Assignment:
Find and copy each line of the records where the string "Result" shows up.

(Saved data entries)
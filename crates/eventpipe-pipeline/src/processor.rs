//! Default event processor

use async_trait::async_trait;
use eventpipe_core::{Event, ProcessedEvent, Processor, Result};
use std::time::Instant;

/// Passes events through unchanged while stamping processing metadata.
///
/// `processing_time_ms` is measured inside this method, so for the identity
/// transform it is effectively zero; enriching processors report their real
/// cost the same way.
#[derive(Debug, Default)]
pub struct PassthroughProcessor;

impl PassthroughProcessor {
    pub fn new() -> Self {
        Self
    }
}

#[async_trait]
impl Processor for PassthroughProcessor {
    async fn process(&self, event: Event) -> Result<ProcessedEvent> {
        let start = Instant::now();

        Ok(ProcessedEvent {
            event,
            processing_time_ms: start.elapsed().as_millis() as i64,
            processed_at: chrono::Utc::now(),
        })
    }
}
//! Default event validation

use async_trait::async_trait;
use eventpipe_core::{Error, Event, Result, Validator};
use uuid::Uuid;

/// Checks the fields every event must carry before any work is spent on it.
///
/// Rejects events with an empty `type` or `source`, and events whose caller
/// supplied an `id` that is not a valid UUID. An empty `id` is fine; ingest
/// generates one.
#[derive(Debug, Default)]
pub struct BasicValidator;

impl BasicValidator {
    pub fn new() -> Self {
        Self
    }
}

#[async_trait]
impl Validator for BasicValidator {
    async fn validate(&self, event: &Event) -> Result<()> {
        if event.event_type.is_empty() {
            return Err(Error::missing_field("type"));
        }
        if event.source.is_empty() {
            return Err(Error::missing_field("source"));
        }

        if !event.id.is_empty() && Uuid::parse_str(&event.id).is_err() {
            return Err(Error::invalid_format("id", "not a valid UUID"));
        }

        Ok(())
    }
}

#[cfg(test)]
mod tests {
    use super::*;
    use pretty_assertions::assert_eq;

    fn create_test_event() -> Event {
        Event::new("user_action", "web")
    }

    #[tokio::test]
    async fn test_validate_valid_event() {
        let validator = BasicValidator::new();
        let fixture = create_test_event();
        let actual = validator.validate(&fixture).await;
        assert!(actual.is_ok());
    }

    #[tokio::test]
    async fn test_validate_missing_type() {
        let validator = BasicValidator::new();
        let mut fixture = create_test_event();
        fixture.event_type = String::new();

        let actual = validator.validate(&fixture).await.unwrap_err();
        assert!(matches!(actual, Error::MissingField { field: "type" }));
    }

    #[tokio::test]
    async fn test_validate_missing_source() {
        let validator = BasicValidator::new();
        let mut fixture = create_test_event();
        fixture.source = String::new();

        let actual = validator.validate(&fixture).await.unwrap_err();
        assert!(matches!(actual, Error::MissingField { field: "source" }));
    }

    #[tokio::test]
    async fn test_validate_malformed_id() {
        let validator = BasicValidator::new();
        let fixture = create_test_event().id("not-a-uuid");

        let actual = validator.validate(&fixture).await.unwrap_err();
        assert!(matches!(actual, Error::InvalidFormat { field: "id", .. }));
    }

    #[tokio::test]
    async fn test_validate_empty_id_allowed() {
        // An empty id is filled in at ingest, so it is not a validation error.
        let validator = BasicValidator::new();
        let fixture = create_test_event().id("");

        let actual = validator.validate(&fixture).await;
        assert!(actual.is_ok());
    }

    #[tokio::test]
    async fn test_validate_error_messages() {
        let validator = BasicValidator::new();
        let fixture = create_test_event().id("nope");

        let actual = validator.validate(&fixture).await.unwrap_err();
        assert_eq!(format!("{actual}"), "invalid id format: not a valid UUID");
    }
}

Task response:
use eventpipe_core::{Event, ProcessedEvent, Processor, Result};
    async fn process(&self, event: Event) -> Result<ProcessedEvent> {
use eventpipe_core::{Error, Event, Result, Validator};
    async fn validate(&self, event: &Event) -> Result<()> {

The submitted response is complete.